Bruce Willis blowing up a Texas-size asteroid to save the Earth in "Armageddon" may have been a great Hollywood moment. It was pure fiction.

An asteroid threatening to destroy life on Earth isn't.

Earth has been struck by asteroids through the eons, and not just the "big one" that is believed to have wiped out the dinosaurs.

Astronomers observing our solar system are certain an asteroid could hit the Earth again. The question is "where and when?" Observatories around the world, including Air Force satellite tracking facilities on the Haleakala summit, have been looking for objects in near space for decades, cataloging those that could become problems as they circle through the solar system.

But most observatories locate asteroids and comets in the course of doing other research.

For the new prototype Pan-STARRS PS1 facility on Haleakala, locating and tracking potentially hazardous objects in space will be a primary role.

The risk is difficult to quantify.

Writer Gregg Easterbrook in a recent article on the threat of an asteroid strike, "The Sky is Falling" (Atlantic Magazine, June 2008), suggested the probability could be as high as one in 10 this century.

Robert Jedicke, a researcher with the University of Hawaii Institute for Astronomy, said it might be one in 1,000 over the next century.

To determine the risk, it would help to know what's out there. That's being determined already by the National Atmospheric and Space Administration with its Near Earth Objects project, which gathers data and posts information on what's whizzing by at neo.jpl.nasa.gov/ca/.

Near Earth Objects, or NEO, are asteroids and comets that appear to be on tracks that carry them close to the Earth's orbit. Asteroids - chunks of rock or metal ores that weren't coalesced into planets or moons when the solar system formed - may collide or be nudged by the gravitational pull of nearby planets to spin onto new courses. Comets may be on orbits through the solar system that eventually carry them close to Earth.

Currently, NASA's program has catalogued over 900 potentially hazardous objects, asteroids or comets, that are on tracks that can bring them within a few thousand miles of Earth - close enough that a slight gravitational tug could draw them into a collision course.

A lot of material isn't hazardous, such as the bits of debris from comets that flash across the night sky as periodic meteor showers. The concern is the big pieces that won't just disintegrate in the atmosphere.
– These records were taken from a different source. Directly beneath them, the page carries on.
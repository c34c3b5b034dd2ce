//! Header collapse tracking
//!
//! The app header hides while the user scrolls down and comes back once the
//! page is scrolled (nearly) to the top.

/// Scroll offset at or below which the header is always shown
pub const DEFAULT_HEADER_TOP_THRESHOLD: f64 = 5.0;

#[derive(Debug, Clone, Copy, PartialEq, Eq)]
pub enum HeaderState {
    Expanded,
    Collapsed,
}

/// Tracks the last scroll offset to derive the header state
#[derive(Debug, Clone)]
pub struct HeaderTracker {
    last_scroll_top: f64,
    state: HeaderState,
    header_height: f64,
    top_threshold: f64,
}

impl HeaderTracker {
    pub fn new(header_height: f64) -> Self {
        Self::with_threshold(header_height, DEFAULT_HEADER_TOP_THRESHOLD)
    }

    pub fn with_threshold(header_height: f64, top_threshold: f64) -> Self {
        Self {
            last_scroll_top: 0.0,
            state: HeaderState::Expanded,
            header_height,
            top_threshold,
        }
    }

    pub fn state(&self) -> HeaderState {
        self.state
    }

    /// Feed a new scroll offset; returns the new state if it changed
    pub fn on_scroll(&mut self, scroll_top: f64) -> Option<HeaderState> {
        let previous = self.state;

        if scroll_top > self.last_scroll_top && scroll_top > self.header_height / 2.0 {
            self.state = HeaderState::Collapsed;
        } else if scroll_top <= self.top_threshold {
            self.state = HeaderState::Expanded;
        }
        self.last_scroll_top = scroll_top.max(0.0);

        (self.state != previous).then_some(self.state)
    }
}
Jedicke, an IfA asteroid specialist, said there are key differences between a comet and an asteroid. A comet is a ball of gas, dust and ice, whereas an asteroid is much more like a giant piece of rock, generally less than a mile in diameter and usually irregular in shape.

Comets typically are in long, elliptical orbits carrying them through and even beyond the solar system. Periodically when they approach the sun, they glow from the solar energy and exhibit a "tail" illuminated by the sun. Possibly the best known is Halley's Comet, in a orbit that brings it into view of Earth every 75 years.

Asteroids typically are in regular orbits around the sun, with the bulk of them found in the "asteroid belt" between Mars and Jupiter.

Easterbrook described comets as mostly frozen water mixed with dirt that were likely formed in the cold outer planetary system, while asteroids were more likely formed in the warmer inner planetary system, closer to the sun.

NEOs impact the Earth frequently, although most are small pieces that burn up as meteors. When a space rock hits the ground, it's a meteorite.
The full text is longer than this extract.